Dennis Zheleznyak
2014-07-13 08:54:38 UTC
Hi All,
Recently we've upgraded our storage system with more network cards so all
the nodes in the cluster can see it. Since then, we tried running the
command:
sbatch –n <no_of_cores> -C[rack1|rack2|rack3] –c<no_of_cores> <script>
However, when the job is queued, the other jobs that I'm trying to send (to
other nodes and features) using a normal sbatch command without a
constraint is being queued as well even though there are free resources.
When canceling the job with the -C options, jobs are queued and executed
properly, it only happens when I send the job with the -C first.
Why is this happening and how can I resolve it?
Part of slurm.conf:
Slurm Configuration:
# SCHEDULING
FastSchedule=0
SchedulerType=sched/backfill
SchedulerPort=7321
SelectType=select/cons_res
SelectTypeParameters=CR_Core_Memory
#
#
# JOB PRIORITY
PriorityType=priority/basic
#
# JOB PREEMPTION (optional)
PreemptMode=requeue
PreemptType=preempt/partition_prio
*Node Configuration:*
#rack1
NodeName=hnmp[106-164] NodeAddr=X.X.X.[106-164] Sockets=2 CoresPerSocket=4
ThreadsPerCore=1 RealMemory=1 State=UNKNOWN Feature="par,rack1"

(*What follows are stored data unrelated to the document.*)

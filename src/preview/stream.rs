use super::protocol::write_frame;
use super::stage::{OutputStage, StageArtifacts};
use crate::config::PreviewConfig;
use crate::error::{PreviewError, Result};
use crate::frame::Frame;
use crate::slot_queue::SlotQueue;
use std::net::SocketAddr;
use std::sync::Arc;
use std::time::{Duration, Instant};
use tokio::net::{TcpListener, TcpStream};
use tokio::sync::{watch, Mutex};
use tokio::task::JoinHandle;
use tokio_util::sync::CancellationToken;
use tracing::{debug, error, info, warn};
use uuid::Uuid;

/// One accepted viewer connection
#[derive(Debug)]
pub struct PreviewSession {
    pub id: Uuid,
    pub peer: SocketAddr,
    pub frames_sent: u64,
    pub bytes_sent: u64,
    started: Instant,
}

impl PreviewSession {
    fn new(peer: SocketAddr) -> Self {
        Self {
            id: Uuid::new_v4(),
            peer,
            frames_sent: 0,
            bytes_sent: 0,
            started: Instant::now(),
        }
    }

    fn record(&mut self, frame: &Frame) {
        self.frames_sent += 1;
        self.bytes_sent += (super::protocol::HEADER_LEN + frame.len()) as u64;
    }
}

#[derive(Debug, Clone, Copy)]
struct SenderSettings {
    send_timeout: Duration,
    pop_timeout: Duration,
}

struct SenderWorker {
    cancel: CancellationToken,
    handle: JoinHandle<()>,
}

impl SenderWorker {
    async fn stop(self) {
        self.cancel.cancel();
        if let Err(e) = self.handle.await {
            error!("Preview sender task failed: {}", e);
        }
    }
}

/// Stage and worker are only ever changed together under this lock
struct HubState {
    stage: OutputStage,
    worker: Option<SenderWorker>,
    /// Set by `shutdown`; active stages are refused until `resume`
    closed: bool,
}

/// Owns the preview output stage and the stream sender worker.
pub struct PreviewHub {
    state: Mutex<HubState>,
    stage_tx: watch::Sender<OutputStage>,
    queue: Arc<SlotQueue<Frame>>,
    listener: Arc<TcpListener>,
    settings: SenderSettings,
}

impl PreviewHub {
    /// Bind the stream listener from configuration
    pub async fn bind(config: &PreviewConfig) -> Result<Arc<Self>> {
        let addr = config.stream_addr()?;
        let listener = TcpListener::bind(addr)
            .await
            .map_err(|e| PreviewError::BindFailed {
                address: addr.to_string(),
                source: e,
            })?;

        info!("Preview stream listening on {}", addr);
        Ok(Self::with_listener(
            listener,
            config.send_timeout(),
            config.queue_pop_timeout(),
        ))
    }

    pub fn with_listener(
        listener: TcpListener,
        send_timeout: Duration,
        pop_timeout: Duration,
    ) -> Arc<Self> {
        let (stage_tx, _) = watch::channel(OutputStage::Off);
        Arc::new(Self {
            state: Mutex::new(HubState {
                stage: OutputStage::Off,
                worker: None,
                closed: false,
            }),
            stage_tx,
            queue: Arc::new(SlotQueue::new("preview")),
            listener: Arc::new(listener),
            settings: SenderSettings {
                send_timeout,
                pop_timeout,
            },
        })
    }

    pub fn local_addr(&self) -> std::io::Result<SocketAddr> {
        self.listener.local_addr()
    }

    /// Current stage, readable from any task
    pub fn stage(&self) -> OutputStage {
        *self.stage_tx.borrow()
    }

    pub fn subscribe(&self) -> watch::Receiver<OutputStage> {
        self.stage_tx.subscribe()
    }

    /// Whether a frame is waiting for the sender
    pub fn has_pending_frame(&self) -> bool {
        self.queue.is_occupied()
    }

    pub async fn worker_running(&self) -> bool {
        let state = self.state.lock().await;
        state
            .worker
            .as_ref()
            .is_some_and(|worker| !worker.handle.is_finished())
    }

    /// Switch the mirrored stage, starting or stopping the sender worker as needed
    pub async fn set_stage(&self, stage: OutputStage) {
        let mut state = self.state.lock().await;
        if state.closed && stage.is_on() {
            warn!("Preview is shut down, ignoring stage {}", stage);
            return;
        }
        self.apply_stage(&mut state, stage).await;
    }

    async fn apply_stage(&self, state: &mut HubState, stage: OutputStage) {
        let previous = state.stage;

        if previous == stage {
            debug!("Preview already at stage {}", stage);
            return;
        }

        state.stage = stage;
        self.stage_tx.send_replace(stage);
        // A queued frame belongs to the previous stage
        self.queue.clear();
        info!("Preview stage {} -> {}", previous, stage);

        if !stage.is_on() {
            if let Some(worker) = state.worker.take() {
                worker.stop().await;
                debug!("Preview sender stopped");
            }
            return;
        }

        let needs_worker = match state.worker.as_ref() {
            None => true,
            Some(worker) => worker.handle.is_finished(),
        };

        if needs_worker {
            if let Some(stale) = state.worker.take() {
                stale.stop().await;
            }
            state.worker = Some(self.spawn_worker());
        }
    }

    /// Hand the current stage's frame to the sender. No-op when off.
    pub fn offer(&self, artifacts: &StageArtifacts) -> bool {
        match self.stage().select(artifacts) {
            Some(frame) => self.queue.push(frame.clone()),
            None => false,
        }
    }

    /// Turn the preview off, join the sender and refuse further stages
    pub async fn shutdown(&self) {
        let mut state = self.state.lock().await;
        state.closed = true;
        self.apply_stage(&mut state, OutputStage::Off).await;
    }

    /// Accept stage changes again after `shutdown`
    pub async fn resume(&self) {
        self.state.lock().await.closed = false;
    }

    fn spawn_worker(&self) -> SenderWorker {
        let cancel = CancellationToken::new();
        let handle = tokio::spawn(run_sender(
            Arc::clone(&self.listener),
            Arc::clone(&self.queue),
            self.stage_tx.subscribe(),
            self.settings,
            cancel.clone(),
        ));
        debug!("Preview sender started");
        SenderWorker { cancel, handle }
    }
}

enum SessionEnd {
    Cancelled,
    Failed(String),
}

async fn run_sender(
    listener: Arc<TcpListener>,
    queue: Arc<SlotQueue<Frame>>,
    stage: watch::Receiver<OutputStage>,
    settings: SenderSettings,
    cancel: CancellationToken,
) {
    loop {
        let accepted = tokio::select! {
            _ = cancel.cancelled() => break,
            accepted = listener.accept() => accepted,
        };

        let (stream, peer) = match accepted {
            Ok(connection) => connection,
            Err(e) => {
                warn!("Failed to accept preview viewer: {}", e);
                tokio::time::sleep(Duration::from_millis(100)).await;
                continue;
            }
        };

        if let Err(e) = stream.set_nodelay(true) {
            debug!("Could not set TCP_NODELAY for {}: {}", peer, e);
        }
        queue.clear();

        let mut session = PreviewSession::new(peer);
        info!("Preview viewer {} connected (session {})", peer, session.id);

        let end = serve_session(stream, &mut session, &queue, settings, &cancel).await;
        info!(
            "Preview session {} ended after {} frames ({} bytes) in {:?}",
            session.id,
            session.frames_sent,
            session.bytes_sent,
            session.started.elapsed()
        );

        match end {
            SessionEnd::Cancelled => break,
            SessionEnd::Failed(reason) => {
                warn!("Preview viewer {} dropped: {}", peer, reason);
                if !stage.borrow().is_on() {
                    break;
                }
            }
        }
    }

    debug!("Preview sender exiting");
}

async fn serve_session(
    mut stream: TcpStream,
    session: &mut PreviewSession,
    queue: &SlotQueue<Frame>,
    settings: SenderSettings,
    cancel: &CancellationToken,
) -> SessionEnd {
    loop {
        let frame = tokio::select! {
            _ = cancel.cancelled() => return SessionEnd::Cancelled,
            frame = queue.pop(settings.pop_timeout) => frame,
        };

        let Some(frame) = frame else {
            continue;
        };

        let sent = tokio::select! {
            _ = cancel.cancelled() => return SessionEnd::Cancelled,
            sent = tokio::time::timeout(settings.send_timeout, write_frame(&mut stream, &frame)) => sent,
        };

        match sent {
            Ok(Ok(())) => session.record(&frame),
            Ok(Err(e)) => return SessionEnd::Failed(e.to_string()),
            Err(_) => {
                return SessionEnd::Failed(format!(
                    "send exceeded {:?}",
                    settings.send_timeout
                ))
            }
        }
    }
}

NodeName=hnmp[101-105] NodeAddr=X.X.X.[101-105] Sockets=2 CoresPerSocket=4
ThreadsPerCore=1 RealMemory=1 State=UNKNOWN Feature="pls"
#
#rack2
NodeName=hnmp[27-80] NodeAddr=X.X.X.[27-80] Procs=12 RealMemory=1
State=UNKNOWN Feature="par,rack2"
#
#rack3
NodeName=hnmp[5001-5056] NodeAddr=X.X.X.[1-56] Procs=16 RealMemory=1
State=UNKNOWN Feature="par,rack3"
#rack4
NodeName=hnmp[5057-5100] NodeAddr=X.X.X.[57-100] Procs=16 RealMemory=1
State=UNKNOWN Feature="par,rack4"
*Partitions Properties:*
#Partitions
#
# priority partitions
#
PartitionName=low Nodes=hnmp[106-164] Default=NO MaxTime=INFINITE State=UP
Shared=NO Priority=10 PreemptMode=requeue
PartitionName=hi Nodes=hnmp[106-164] Default=NO MaxTime=INFINITE State=UP
Shared=NO Priority=30 PreemptMode=off
PartitionName=med Nodes=hnmp[106-164] Default=NO MaxTime=INFINITE State=UP
Shared=NO Priority=20 PreemptMode=off
# lsdyna partiton
PartitionName=lsall Nodes=hnmp[05-07,09-16] Default=NO MaxTime=INFINITE
State=UP Shared=NO Priority=10 PreemptMode=off
# Default partition
#
PartitionName=hnm
Nodes=hnmp[01-16,18-26,101-164,27-80,165-176,181-196,5001-5100] Default=YES
MaxTime=INFINITE State=UP Shared=NO Priority=20 PreemptMode=off
# Backfill partition
#
PartitionName=hpc Nodes=hnmp[101-164,27-80,5001-5100] MaxTime=7-0 State=UP
Shared=NO Priority=20 PreemptMode=off
Recently we've upgraded our storage system with more network cards so all
the nodes in the cluster can see it. Since then, we tried running the
command:
sbatch –n <no_of_cores> -C[rack1|rack2|rack3] –c<no_of_cores> <script>
However, when the job is queued, the other jobs that I'm trying to send (to
other nodes and features) using a normal sbatch command without a
constraint is being queued as well even though there are free resources.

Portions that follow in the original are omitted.